Find all normal subgroups of $S_n$ for $n\geq 5$.

What I have done so far is :

We know that $A_n$ is one normal subgroup of $S_n$.

Suppose $H\neq (1)$ is another normal subgroup of $S_n$ then,

$H\cap A_n$ would also be a normal subgroup.

As $H\cap A_n \subseteq A_n$ we see that $H\cap A_n \unlhd A_n$.

But for $n\geq 5$, $A_n$ is a simple group so does not have proper normal subgroups.

Thus, $H\cap A_n =(1)$. So, we should have $A_n\leq H \leq S_n$ with $|A_n|=\frac{n!}{2}$ and $|S_n|=n!$

As there is no number in between $\frac{n!}{2}$ and $n!$ which is divisible by $\frac{n!}{2}$ and divides $n!$ we should end up with the case when $H=A_n$ or $H=S_n$.

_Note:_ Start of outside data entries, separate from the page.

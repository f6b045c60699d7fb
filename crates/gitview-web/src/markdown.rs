//! Markdown rendering and file type helpers.

use pulldown_cmark::{html, CowStr, Event, Options, Parser, Tag};

/// URL schemes that run script when followed.
const UNSAFE_SCHEMES: &[&str] = &["javascript:", "vbscript:", "data:"];

/// Render Markdown to HTML.
///
/// Markdown comes from repository files, so raw HTML is rendered as
/// text and links or images with script URLs point nowhere.
pub fn render_markdown(input: &str) -> String {
    let mut options = Options::empty();
    options.insert(Options::ENABLE_TABLES);
    options.insert(Options::ENABLE_FOOTNOTES);
    options.insert(Options::ENABLE_STRIKETHROUGH);
    options.insert(Options::ENABLE_TASKLISTS);

    let parser = Parser::new_ext(input, options).map(|event| match event {
        Event::Html(raw) | Event::InlineHtml(raw) => Event::Text(raw),
        Event::Start(Tag::Link {
            link_type,
            dest_url,
            title,
            id,
        }) => Event::Start(Tag::Link {
            link_type,
            dest_url: safe_url(dest_url),
            title,
            id,
        }),
        Event::Start(Tag::Image {
            link_type,
            dest_url,
            title,
            id,
        }) => Event::Start(Tag::Image {
            link_type,
            dest_url: safe_url(dest_url),
            title,
            id,
        }),
        event => event,
    });

    let mut html_output = String::new();
    html::push_html(&mut html_output, parser);

    html_output
}

fn safe_url(url: CowStr<'_>) -> CowStr<'_> {
    let normalized: String = url
        .chars()
        .filter(|c| !c.is_ascii_whitespace() && !c.is_ascii_control())
        .collect::<String>()
        .to_ascii_lowercase();
    if UNSAFE_SCHEMES.iter().any(|scheme| normalized.starts_with(scheme)) {
        CowStr::Borrowed("#")
    } else {
        url
    }
}

/// Returns true if the file has one of the Markdown `extensions`.
pub fn is_markdown(filename: &str, extensions: &[String]) -> bool {
    filename
        .rsplit_once('.')
        .is_some_and(|(_, ext)| extensions.iter().any(|e| e.eq_ignore_ascii_case(ext)))
}

/// Returns true if the content looks binary (a NUL byte in the first 8 KiB).
pub fn is_binary(data: &[u8]) -> bool {
    data.iter().take(8192).any(|&b| b == 0)
}

/// Content type for raw downloads, guessed from the file name.
pub fn content_type(filename: &str, data: &[u8]) -> String {
    match mime_guess::from_path(filename).first() {
        Some(mime) if mime.type_() == mime_guess::mime::TEXT => {
            format!("{}; charset=utf-8", mime.essence_str())
        }
        Some(mime) => mime.essence_str().to_string(),
        None if is_binary(data) => "application/octet-stream".to_string(),
        None => "text/plain; charset=utf-8".to_string(),
    }
}

/// Syntax highlighting class for a file name.
pub fn language_class(filename: &str) -> &'static str {
    let ext = filename.rsplit('.').next().unwrap_or("");
    match ext.to_lowercase().as_str() {
        "rs" => "rust",
        "java" => "java",
        "py" => "python",
        "js" | "jsx" => "javascript",
        "ts" | "tsx" => "typescript",
        "go" => "go",
        "c" | "h" => "c",
        "cpp" | "cc" | "cxx" | "hpp" => "cpp",
        "sh" | "bash" => "bash",
        "xml" | "html" | "htm" => "xml",
        "yml" | "yaml" => "yaml",
        "json" => "json",
        "toml" => "toml",
        "md" | "mkd" | "markdown" => "markdown",
        _ => "plaintext",
    }
}
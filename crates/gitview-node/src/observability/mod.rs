//! Structured logging and request tracking.

mod logging;
pub mod middleware;

pub use logging::{init_logging, LogFormat};
pub use middleware::{request_id_middleware, RequestId, REQUEST_ID_HEADER};
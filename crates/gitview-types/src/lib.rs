//! Common types used throughout `gitview`.
//!
//! This crate provides the models shared by the storage layer and the
//! web front-end: repository metadata, users, search types, commit
//! identities and change types.

mod change;
mod person;
mod repository;
mod search;
mod user;

pub use change::ChangeType;
pub use person::PersonIdent;
pub use repository::{AccessRestriction, RepositoryModel};
pub use search::SearchType;
pub use user::UserModel;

I feel thankful and it would be appreciated if someone can proof read this solution

P.S : I have checked for this problem in this form and got two questions (one is tagged as duplicate) the original question do not have any proof for the Question "Find all normal subgroups of $S_n$ for $n\geq 5$". So, please do not tag it as duplicate as the question is not answered in any of the other OP.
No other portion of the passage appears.